Addiction as a disease is very similar to other chronic progressive diseases, as it may have various levels of symptoms depending on the person. Let’s take cancer, for example. Some people who are affected by cancer may recover completely after only a few treatments and never go through treatment again. However, others may have to endure many treatments resulting in temporary recovery, only for the cancer to recur later, and sometimes result in death – no matter how aggressive the treatment was.
Does this mean
That the people who experienced only one occurrence didn’t suffer from cancer? No. It simply means that each person’s disease affected them differently. This is very similar to how addiction affects people. Sometimes people are able to recover after their first attempt, while others may take a little longer and may even need a more aggressive treatment plan.
Furthermore, there is a difference between a drug abuser/alcohol abuser and a drug addict/alcoholic. Someone who “abuses” substances may struggle with what you call a “bad habit” and after serious enough consequences or life changing events, (like love or a new baby) will quit completely. The addict/alcoholic who suffers from this brain disease will absolutely not be able to do this long-term based on self-will alone.
If every addict could just fix themselves, it would have happened long before Dr. Marc Lewis wrote a book. Sorry, but not sorry, because it’s true. You don’t think they haven’t tried fixing us with a moral or psychological change in the past? Many addicts and alcoholics were actually considered mentally defective and locked up in psychiatric wards under the belief that they just needed to be cured of their bad habit. How well has that worked out for us?

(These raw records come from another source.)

//! Catalog Invariant Tests
//!
//! Book store behavior as seen by the HTTP layer:
//! - Seeding and insertion order
//! - Monotonic identifier assignment
//! - NotFound / InvalidInput outcomes
//! - Concurrent writers do not lose updates

use std::collections::HashSet;
use std::sync::Arc;
use std::thread;

use bookshelf::catalog::{BookDraft, BookId, BookStore, CatalogError, Genre};

// =============================================================================
// Helper Functions
// =============================================================================

fn draft(title: &str, genre: &str) -> BookDraft {
    BookDraft::new(title, "Terry Pratchett", 1983, genre)
}

// =============================================================================
// Seeding & Listing
// =============================================================================

/// A seeded store lists exactly the three seed books, in order.
#[test]
fn test_seeded_list_returns_three_books_in_order() {
    let store = BookStore::seeded();
    let books = store.list().unwrap();

    let ids: Vec<u64> = books.keys().map(|id| id.as_u64()).collect();
    assert_eq!(ids, vec![1, 2, 3]);

    let titles: Vec<&str> = books.values().map(|b| b.title.as_str()).collect();
    assert_eq!(
        titles,
        vec![
            "The Hobbit",
            "The Lord of the Rings",
            "The Return of the King"
        ]
    );

    assert_eq!(books[&BookId::new(1)].genre, Genre::SciFi);
    assert_eq!(books[&BookId::new(2)].genre, Genre::Fantasy);
    assert_eq!(books[&BookId::new(3)].publication_year, 1955);
}

/// Listing keeps creation order across many inserts.
#[test]
fn test_list_preserves_insertion_order() {
    let store = BookStore::seeded();
    for i in 0..12 {
        store.create(draft(&format!("Discworld {}", i), "FANTASY")).unwrap();
    }

    let books = store.list().unwrap();
    let titles: Vec<String> = books.values().skip(3).map(|b| b.title.clone()).collect();
    let expected: Vec<String> = (0..12).map(|i| format!("Discworld {}", i)).collect();
    assert_eq!(titles, expected);
}

// =============================================================================
// Create & Get
// =============================================================================

/// New identifiers exceed every existing identifier.
#[test]
fn test_create_assigns_greater_id() {
    let store = BookStore::seeded();
    let max_before = store.list().unwrap().keys().max().copied().unwrap();

    let book = store.create(draft("The Colour of Magic", "FANTASY")).unwrap();
    assert!(book.id > max_before);
}

/// A created book round-trips through get.
#[test]
fn test_created_book_round_trips() {
    let store = BookStore::seeded();
    let created = store.create(draft("Mort", "FANTASY")).unwrap();

    let fetched = store.get(created.id).unwrap();
    assert_eq!(fetched, created);
    assert_eq!(fetched.title, "Mort");
    assert_eq!(fetched.author, "Terry Pratchett");
    assert_eq!(fetched.publication_year, 1983);
    assert_eq!(fetched.genre, Genre::Fantasy);
}

#[test]
fn test_get_missing_is_not_found() {
    let store = BookStore::seeded();
    assert_eq!(
        store.get(BookId::new(999)),
        Err(CatalogError::NotFound(BookId::new(999)))
    );
}

#[test]
fn test_create_with_unknown_genre_is_invalid_input() {
    let store = BookStore::seeded();
    let result = store.create(draft("Sourcery", "COMEDY"));

    assert!(matches!(result, Err(CatalogError::InvalidInput(_))));
    assert_eq!(store.len().unwrap(), 3);
}

// =============================================================================
// Update
// =============================================================================

#[test]
fn test_update_missing_is_not_found() {
    let store = BookStore::seeded();
    let result = store.update(BookId::new(42), draft("Eric", "FANTASY"));
    assert_eq!(result, Err(CatalogError::NotFound(BookId::new(42))));
}

/// Update overwrites every field and keeps the identifier.
#[test]
fn test_update_overwrites_all_fields() {
    let store = BookStore::seeded();
    let id = BookId::new(1);

    let replacement = BookDraft::new("Small Gods", "T. Pratchett", 1992, "FICTION");
    let updated = store.update(id, replacement).unwrap();

    assert_eq!(updated.id, id);
    assert_eq!(updated.title, "Small Gods");
    assert_eq!(updated.author, "T. Pratchett");
    assert_eq!(updated.publication_year, 1992);
    assert_eq!(updated.genre, Genre::Fiction);
    assert_eq!(store.get(id).unwrap(), updated);

    // Position in the listing is unchanged
    let first = store.list().unwrap().into_values().next().unwrap();
    assert_eq!(first.title, "Small Gods");
}

// =============================================================================
// Delete
// =============================================================================

#[test]
fn test_delete_then_get_is_not_found() {
    let store = BookStore::seeded();
    let id = BookId::new(2);

    store.delete(id).unwrap();
    assert_eq!(store.get(id), Err(CatalogError::NotFound(id)));
    assert_eq!(store.len().unwrap(), 2);
}

#[test]
fn test_delete_twice_is_not_found() {
    let store = BookStore::seeded();
    let id = BookId::new(3);

    assert!(store.delete(id).is_ok());
    assert_eq!(store.delete(id), Err(CatalogError::NotFound(id)));
}

/// Deleting the highest id does not free it for reuse.
#[test]
fn test_ids_not_reused_after_delete() {
    let store = BookStore::seeded();
    let created = store.create(draft("Pyramids", "FANTASY")).unwrap();
    assert_eq!(created.id, BookId::new(4));

    store.delete(created.id).unwrap();

    let next = store.create(draft("Guards! Guards!", "FANTASY")).unwrap();
    assert_eq!(next.id, BookId::new(5));
}

// =============================================================================
// Concurrency
// =============================================================================

/// Concurrent creates never hand out the same identifier.
#[test]
fn test_concurrent_creates_get_unique_ids() {
    let store = Arc::new(BookStore::new());
    let threads = 8;
    let per_thread = 50;

    let handles: Vec<_> = (0..threads)
        .map(|t| {
            let store = Arc::clone(&store);
            thread::spawn(move || {
                (0..per_thread)
                    .map(|i| {
                        store
                            .create(draft(&format!("t{}-{}", t, i), "MYSTERY"))
                            .unwrap()
                            .id
                    })
                    .collect::<Vec<_>>()
            })
        })
        .collect();

    let mut seen = HashSet::new();
    for handle in handles {
        for id in handle.join().unwrap() {
            assert!(seen.insert(id), "duplicate id {}", id);
        }
    }

    assert_eq!(seen.len(), threads * per_thread);
    assert_eq!(store.len().unwrap(), threads * per_thread);
}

Let’s just keep ignoring the problem and keep saying that addiction is just a bad habit or moral failing and maybe, just maybe it will go away. That’s kind of why were in the place we are in today with drug addiction and alcoholism.
If alcoholism and drug addiction were such a bad habit, then the long-term removal of the drug would alleviate that problem. There would be no obsessing over the substance after, let’s say, 28 days? Or is it more? How many days does it take to cure a bad habit? Why after several months off of alcohol, away from alcohol, and having built this amazing life for myself with no worries and so much potential would I destroy it for just one drink?
The one drink that I couldn’t seem to stop thinking about? The one drink that I couldn’t (no matter how hard I tried to fix myself) stop drinking for two years? It was because I was treating my alcoholism like it was a bad habit, and not a chronic, progressive, and deadly brain disease. Once I treated the true source of the problem with a real solution, I was able to recover long-term. It was that simple. Not easy, but simple.
The stigma of addiction
Is still very strong, but there has definitely been progress as it relates to understanding the disease concept of drug addiction and alcoholism. It’s unfortunate that some people feel that their experience is the only experience that should be taken seriously as it relates to the life and recovery of another addict or alcoholic. Especially when these “specialists” are downplaying a disease that is killing our nation. I hope that those who are desperate for recovery and are suffering greatly from this disease do not solely listen to the advice of those people who think we can fix ourselves.
I just want to let other alcoholics and addicts know who have tried to fix their bad habit by themselves that there is hope and recovery is possible. That you don’t have to do this alone and that treatment does work if you work it!